Le 4 avril 2019, Ahmed Gaïd Salah ordonnait le limogeage immédiat du général Athmane Tartag, qui avait comploté contre lui avec Saïd Bouteflika et Mohamed Mediène. A la fin du mois d'avril 2019, une brochette d’oligarques et d’anciens ministres d'Abdelaziz Bouteflika étaient arrêtés sur les ordres d'Ahmed Gaïd Salah pour corruption.
Au début du mois de mai 2019, Saïd Bouteflika, Mohamed Mediène et Athmane Tartag furent arrêtés, poursuivis pour avoir sapé l’autorité de l’armée et pour conspiration contre l’autorité de l'état. Ils furent rejoints à la prison d'al Harrach, une semaine plus tard, par les anciens premiers ministres Abdelmalek Sellal et Ahmed Ouyahia et une dizaine d’anciens ministres d'Abdelaziz Bouteflika, qui purgent actuellement de longues peines de prison ou ont fui le pays.

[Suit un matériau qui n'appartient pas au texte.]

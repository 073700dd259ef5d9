//! Key capability trait and the per-family key implementations.
//!
//! A [`Key`] declares the algorithms it supports and whether it can sign,
//! verify, or both. Verification under an algorithm outside that set always
//! fails; there is no fallback to a weaker algorithm.
//!
//! - [`RsaKey`] - RSASSA-PKCS1-v1_5 with SHA-1, SHA-256 or SHA-512
//! - [`Ed25519Key`] - Ed25519
//! - [`HmacKey`] - shared-secret HMAC with SHA-1, SHA-256 or SHA-512

use std::fmt;

use ed25519_dalek::{SigningKey as Ed25519SigningKey, VerifyingKey as Ed25519VerifyingKey};
use hmac::{Hmac, Mac};
use md5::Md5;
use rsa::pkcs1::DecodeRsaPrivateKey;
use rsa::pkcs8::DecodePrivateKey;
use rsa::{RsaPrivateKey, RsaPublicKey};
use sha1::Sha1;
use sha2::{Digest, Sha256, Sha512};
use signature::{SignatureEncoding, Signer, Verifier};
use subtle::ConstantTimeEq;

use crate::algorithm::{Algorithm, AlgorithmSet};
use crate::authorized_keys::{encode_ed25519_blob, encode_rsa_blob};
use crate::error::KeyError;

/// A public (and possibly private) key usable for HTTP signatures.
pub trait Key: fmt::Debug + Send + Sync {
    /// Stable identifier of the key material.
    fn id(&self) -> &str;

    /// Fingerprint used in key ids: colon separated MD5 hex for SSH keys,
    /// the configured id for shared secrets.
    fn fingerprint(&self) -> &str;

    /// Algorithms this key supports.
    fn algorithms(&self) -> &AlgorithmSet;

    /// Whether the key can verify signatures.
    fn can_verify(&self) -> bool;

    /// Whether the key can produce signatures.
    fn can_sign(&self) -> bool;

    /// Verify `signature` over `content` using `algorithm`.
    ///
    /// Returns `false` for any algorithm outside [`Key::algorithms`].
    fn verify(&self, algorithm: Algorithm, content: &[u8], signature: &[u8]) -> bool;

    /// Sign `content` using `algorithm`.
    fn sign(&self, algorithm: Algorithm, content: &[u8]) -> Result<Vec<u8>, KeyError>;
}

/// Render a digest as `aa:bb:cc:...`.
fn colon_hex(bytes: &[u8]) -> String {
    bytes
        .iter()
        .map(|b| hex::encode([*b]))
        .collect::<Vec<_>>()
        .join(":")
}

/// OpenSSH legacy MD5 fingerprint of a public key wire blob.
#[must_use]
pub fn ssh_fingerprint(blob: &[u8]) -> String {
    colon_hex(&Md5::digest(blob))
}

// ---------------------------------------------------------------------------
// RSA
// ---------------------------------------------------------------------------

/// An RSA key, optionally holding the private half.
#[derive(Clone)]
pub struct RsaKey {
    fingerprint: String,
    public: RsaPublicKey,
    private: Option<RsaPrivateKey>,
    algorithms: AlgorithmSet,
}

impl RsaKey {
    /// Create a verify-only key from a public key.
    #[must_use]
    pub fn from_public(public: RsaPublicKey) -> Self {
        Self {
            fingerprint: ssh_fingerprint(&encode_rsa_blob(&public)),
            public,
            private: None,
            algorithms: AlgorithmSet::from([
                Algorithm::RsaSha1,
                Algorithm::RsaSha256,
                Algorithm::RsaSha512,
            ]),
        }
    }

    /// Create a signing key from a private key.
    #[must_use]
    pub fn from_private(private: RsaPrivateKey) -> Self {
        let mut key = Self::from_public(private.to_public_key());
        key.private = Some(private);
        key
    }

    /// Decode a PEM private key (PKCS#8 `PRIVATE KEY` or PKCS#1 `RSA PRIVATE KEY`).
    pub fn from_pem(pem: &str) -> Result<Self, KeyError> {
        let private = RsaPrivateKey::from_pkcs8_pem(pem)
            .or_else(|_| RsaPrivateKey::from_pkcs1_pem(pem))
            .map_err(|e| KeyError::Parse(e.to_string()))?;
        Ok(Self::from_private(private))
    }

    /// The public half.
    #[must_use]
    pub fn public_key(&self) -> &RsaPublicKey {
        &self.public
    }

    /// A copy of this key without private material.
    #[must_use]
    pub fn to_public(&self) -> Self {
        Self::from_public(self.public.clone())
    }

    fn verify_with<D>(&self, content: &[u8], signature: &[u8]) -> bool
    where
        D: Digest + rsa::pkcs8::AssociatedOid,
    {
        let Ok(signature) = rsa::pkcs1v15::Signature::try_from(signature) else {
            return false;
        };
        rsa::pkcs1v15::VerifyingKey::<D>::new(self.public.clone())
            .verify(content, &signature)
            .is_ok()
    }

    fn sign_with<D>(private: &RsaPrivateKey, content: &[u8]) -> Result<Vec<u8>, KeyError>
    where
        D: Digest + rsa::pkcs8::AssociatedOid,
    {
        rsa::pkcs1v15::SigningKey::<D>::new(private.clone())
            .try_sign(content)
            .map(|sig| sig.to_vec())
            .map_err(|e| KeyError::Crypto(e.to_string()))
    }
}

impl fmt::Debug for RsaKey {
    fn fmt(&self, f: &mut fmt::Formatter<'_>) -> fmt::Result {
        f.debug_struct("RsaKey")
            .field("fingerprint", &self.fingerprint)
            .field("private", &self.private.is_some())
            .finish()
    }
}

impl Key for RsaKey {
    fn id(&self) -> &str {
        &self.fingerprint
    }

    fn fingerprint(&self) -> &str {
        &self.fingerprint
    }

    fn algorithms(&self) -> &AlgorithmSet {
        &self.algorithms
    }

    fn can_verify(&self) -> bool {
        true
    }

    fn can_sign(&self) -> bool {
        self.private.is_some()
    }

    fn verify(&self, algorithm: Algorithm, content: &[u8], signature: &[u8]) -> bool {
        match algorithm {
            Algorithm::RsaSha1 => self.verify_with::<Sha1>(content, signature),
            Algorithm::RsaSha256 => self.verify_with::<Sha256>(content, signature),
            Algorithm::RsaSha512 => self.verify_with::<Sha512>(content, signature),
            _ => false,
        }
    }

    fn sign(&self, algorithm: Algorithm, content: &[u8]) -> Result<Vec<u8>, KeyError> {
        let private = self.private.as_ref().ok_or(KeyError::Capability {
            operation: "sign",
            algorithm,
        })?;
        match algorithm {
            Algorithm::RsaSha1 => Self::sign_with::<Sha1>(private, content),
            Algorithm::RsaSha256 => Self::sign_with::<Sha256>(private, content),
            Algorithm::RsaSha512 => Self::sign_with::<Sha512>(private, content),
            _ => Err(KeyError::Capability {
                operation: "sign",
                algorithm,
            }),
        }
    }
}

// ---------------------------------------------------------------------------
// Ed25519
// ---------------------------------------------------------------------------

/// An Ed25519 key, optionally holding the signing half.
#[derive(Clone)]
pub struct Ed25519Key {
    fingerprint: String,
    verifying: Ed25519VerifyingKey,
    signing: Option<Ed25519SigningKey>,
    algorithms: AlgorithmSet,
}

impl Ed25519Key {
    /// Create a verify-only key from raw public key bytes.
    pub fn from_public_bytes(bytes: &[u8]) -> Result<Self, KeyError> {
        let bytes: &[u8; 32] = bytes
            .try_into()
            .map_err(|_| KeyError::Parse(format!("ed25519 key must be 32 bytes, got {}", bytes.len())))?;
        let verifying =
            Ed25519VerifyingKey::from_bytes(bytes).map_err(|e| KeyError::Parse(e.to_string()))?;
        Ok(Self::from_verifying(verifying))
    }

    /// Create a signing key from a 32-byte seed.
    #[must_use]
    pub fn from_seed(seed: &[u8; 32]) -> Self {
        let signing = Ed25519SigningKey::from_bytes(seed);
        let mut key = Self::from_verifying(signing.verifying_key());
        key.signing = Some(signing);
        key
    }

    fn from_verifying(verifying: Ed25519VerifyingKey) -> Self {
        Self {
            fingerprint: ssh_fingerprint(&encode_ed25519_blob(&verifying)),
            verifying,
            signing: None,
            algorithms: AlgorithmSet::from([Algorithm::Ed25519]),
        }
    }

    /// The public half.
    #[must_use]
    pub fn verifying_key(&self) -> &Ed25519VerifyingKey {
        &self.verifying
    }

    /// A copy of this key without private material.
    #[must_use]
    pub fn to_public(&self) -> Self {
        Self::from_verifying(self.verifying)
    }
}

impl fmt::Debug for Ed25519Key {
    fn fmt(&self, f: &mut fmt::Formatter<'_>) -> fmt::Result {
        f.debug_struct("Ed25519Key")
            .field("fingerprint", &self.fingerprint)
            .field("private", &self.signing.is_some())
            .finish()
    }
}

impl Key for Ed25519Key {
    fn id(&self) -> &str {
        &self.fingerprint
    }

    fn fingerprint(&self) -> &str {
        &self.fingerprint
    }

    fn algorithms(&self) -> &AlgorithmSet {
        &self.algorithms
    }

    fn can_verify(&self) -> bool {
        true
    }

    fn can_sign(&self) -> bool {
        self.signing.is_some()
    }

    fn verify(&self, algorithm: Algorithm, content: &[u8], signature: &[u8]) -> bool {
        if algorithm != Algorithm::Ed25519 {
            return false;
        }
        let Ok(signature) = ed25519_dalek::Signature::from_slice(signature) else {
            return false;
        };
        self.verifying.verify_strict(content, &signature).is_ok()
    }

    fn sign(&self, algorithm: Algorithm, content: &[u8]) -> Result<Vec<u8>, KeyError> {
        match (&self.signing, algorithm) {
            (Some(signing), Algorithm::Ed25519) => Ok(signing.sign(content).to_bytes().to_vec()),
            _ => Err(KeyError::Capability {
                operation: "sign",
                algorithm,
            }),
        }
    }
}

// ---------------------------------------------------------------------------
// HMAC
// ---------------------------------------------------------------------------

/// A shared-secret HMAC key.
///
/// HMAC keys cannot be loaded from authorized-keys files; they are built
/// programmatically with an explicit id. The fingerprint is that id: any
/// digest of the secret would let a key id be brute-forced offline.
#[derive(Clone)]
pub struct HmacKey {
    id: String,
    secret: Vec<u8>,
    algorithms: AlgorithmSet,
}

impl HmacKey {
    /// Create a key supporting `hmac-sha1`, `hmac-sha256` and `hmac-sha512`.
    pub fn new(id: impl Into<String>, secret: impl Into<Vec<u8>>) -> Self {
        Self {
            id: id.into(),
            secret: secret.into(),
            algorithms: AlgorithmSet::from([
                Algorithm::HmacSha1,
                Algorithm::HmacSha256,
                Algorithm::HmacSha512,
            ]),
        }
    }

    fn mac(&self, algorithm: Algorithm, content: &[u8]) -> Option<Vec<u8>> {
        fn compute<M: Mac + hmac::digest::KeyInit>(secret: &[u8], content: &[u8]) -> Vec<u8> {
            let mut mac = <M as hmac::digest::KeyInit>::new_from_slice(secret)
                .expect("HMAC can accept any key length");
            mac.update(content);
            mac.finalize().into_bytes().to_vec()
        }

        match algorithm {
            Algorithm::HmacSha1 => Some(compute::<Hmac<Sha1>>(&self.secret, content)),
            Algorithm::HmacSha256 => Some(compute::<Hmac<Sha256>>(&self.secret, content)),
            Algorithm::HmacSha512 => Some(compute::<Hmac<Sha512>>(&self.secret, content)),
            _ => None,
        }
    }
}

impl fmt::Debug for HmacKey {
    fn fmt(&self, f: &mut fmt::Formatter<'_>) -> fmt::Result {
        f.debug_struct("HmacKey")
            .field("id", &self.id)
            .finish_non_exhaustive()
    }
}

impl Key for HmacKey {
    fn id(&self) -> &str {
        &self.id
    }

    fn fingerprint(&self) -> &str {
        &self.id
    }

    fn algorithms(&self) -> &AlgorithmSet {
        &self.algorithms
    }

    fn can_verify(&self) -> bool {
        true
    }

    fn can_sign(&self) -> bool {
        true
    }

    fn verify(&self, algorithm: Algorithm, content: &[u8], signature: &[u8]) -> bool {
        self.mac(algorithm, content)
            .is_some_and(|expected| bool::from(expected.as_slice().ct_eq(signature)))
    }

    fn sign(&self, algorithm: Algorithm, content: &[u8]) -> Result<Vec<u8>, KeyError> {
        self.mac(algorithm, content).ok_or(KeyError::Capability {
            operation: "sign",
            algorithm,
        })
    }
}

A l’été 2019, Ahmed Gaïd Salah, exhibant désormais tous les attributs d’un dictateur militaire, trônait effectivement à la tête de l'état, tandis que presque tout le gang d'Abdelaziz Bouteflika, comme Ahmed Gaïd Salah les appelait désormais, était soit en prison, soit sur le point d’y entrer. Même si les élections du 4 juillet 2019 ont dû être reportées à cause de la marée d’opposition émanant du hirak, Ahmed Gaïd Salah ne pouvait plus être délogé. Vers la moitié de l’été 2019, il fut clair qu’il n’avait aucune intention de soutenir le hirak et qu’il insistait pour que les élections présidentielles se tiennent le 12 décembre 2019, que le hirak soit d’accord ou pas.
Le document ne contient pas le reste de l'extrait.